Offering a glimpse of which ideas a forthcoming paper on DA would examine, he said the Department for Work & Pensions (DWP) had “honed down” the list of proposals over the large number contained within last year’s consultation

The Liberal Democrat minister admitted he was working to a dual deadline, trying to implement change before the next general election in 2015, but also conscious of the potential changes companies could implement, as the end of contracting out of the state pension causes sponsors to reassess their defined benefit (DB) schemes.

He said that, due to the prevailing mood that defined contribution (DC) was the future, several proposals allowing “firms to go the extra mile” within the system would be put forward.

“Could we go down a Danish-style route, an ATP-style route, where a bit of what you’ve got is guaranteed and a bit of what you’ve got is variable?” he asked.

Webb admitted that one of the challenges of such an approach would be the “hefty” solvency requirements associated with any such level of guarantee, but he said existing models could allow for guarantees “at a much more affordable cost”.

“Or could we go down a collective DC (CDC) model, which is not certain, but it may have reduced volatility and better average outcomes, depending on how you passed it?” he asked.

The minister suggested the retention of DB models, even without “any of the bells and the whistles”, would be his goal.

“It will still be a pension that’s linked with what you used to earn,” he said. “For me, that’s the golden standard.”

He has previously said the end of contracting out of the state pension removed the rationale for occupational schemes needing to provide indexation protection, and his department has also floated the idea of stripping DB funds of spousal benefits.

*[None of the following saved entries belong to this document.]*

//! Row types for SQLx. Converted into domain types at the adapter boundary.

use bigdecimal::BigDecimal;
use chrono::{DateTime, Utc};
use sqlx::FromRow;
use uuid::Uuid;

use crate::domain::{LedgerEntry, PaymentRequest, PaymentStatus, PaymentType, UserBalance};
use crate::ports::RepositoryError;

#[derive(Debug, FromRow)]
pub struct PaymentRequestRow {
    pub reference: String,
    pub user_id: Uuid,
    pub payment_type: String,
    pub amount: BigDecimal,
    pub phone: String,
    pub status: String,
    pub provider_reference: Option<String>,
    pub checkout_id: Option<String>,
    pub provider_data: Option<serde_json::Value>,
    pub created_at: DateTime<Utc>,
    pub updated_at: DateTime<Utc>,
}

impl PaymentRequestRow {
    pub fn into_domain(self) -> Result<PaymentRequest, RepositoryError> {
        let payment_type = self.payment_type.parse::<PaymentType>().map_err(|e| {
            RepositoryError::Corrupt(format!("payment {}: {}", self.reference, e))
        })?;
        let status = self.status.parse::<PaymentStatus>().map_err(|e| {
            RepositoryError::Corrupt(format!("payment {}: {}", self.reference, e))
        })?;

        Ok(PaymentRequest {
            reference: self.reference,
            user_id: self.user_id,
            payment_type,
            amount: self.amount,
            phone: self.phone,
            status,
            provider_reference: self.provider_reference,
            checkout_id: self.checkout_id,
            provider_data: self.provider_data,
            created_at: self.created_at,
            updated_at: self.updated_at,
        })
    }
}

#[derive(Debug, FromRow)]
pub struct LedgerEntryRow {
    pub id: Uuid,
    pub user_id: Uuid,
    pub transaction_type: String,
    pub currency: String,
    pub amount: BigDecimal,
    pub status: String,
    pub description: String,
    pub reference: Option<String>,
    pub created_at: DateTime<Utc>,
}

impl LedgerEntryRow {
    pub fn into_domain(self) -> LedgerEntry {
        LedgerEntry {
            id: self.id,
            user_id: self.user_id,
            transaction_type: self.transaction_type,
            currency: self.currency,
            amount: self.amount,
            status: self.status,
            description: self.description,
            reference: self.reference,
            created_at: self.created_at,
        }
    }
}

#[derive(Debug, FromRow)]
pub struct UserBalanceRow {
    pub user_id: Uuid,
    pub fiat_balance: BigDecimal,
    pub crypto_balances: serde_json::Value,
    pub updated_at: DateTime<Utc>,
}

impl UserBalanceRow {
    pub fn into_domain(self) -> UserBalance {
        UserBalance {
            user_id: self.user_id,
            fiat_balance: self.fiat_balance,
            crypto_balances: self.crypto_balances,
            updated_at: self.updated_at,
        }
    }
}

He also said DA would allow for an element of flexibility.

“What we want to do is not prescribe, not set down a law that says ‘there are three ways you can do pension, and here’s what they are’, but to say ‘here’s a set of models, you can choose’,” he said.

Webb did not directly reference previous proposals for a DC smoothing fund during his speech, but Pension Protection Fund (PPF) chief executive Alan Rubenstein addressed the issue in his own keynote earlier the same day.

“There was for a while talk, as you know, of a DC PPF, and we’ll obviously have to wait for the consultation document,” he said.

“But my sense is that has now, as you say, gone on the back burner, and we are really much more talking about the idea of ‘do we want Dutch style-CDC, or do we want Danish-style ATP?’”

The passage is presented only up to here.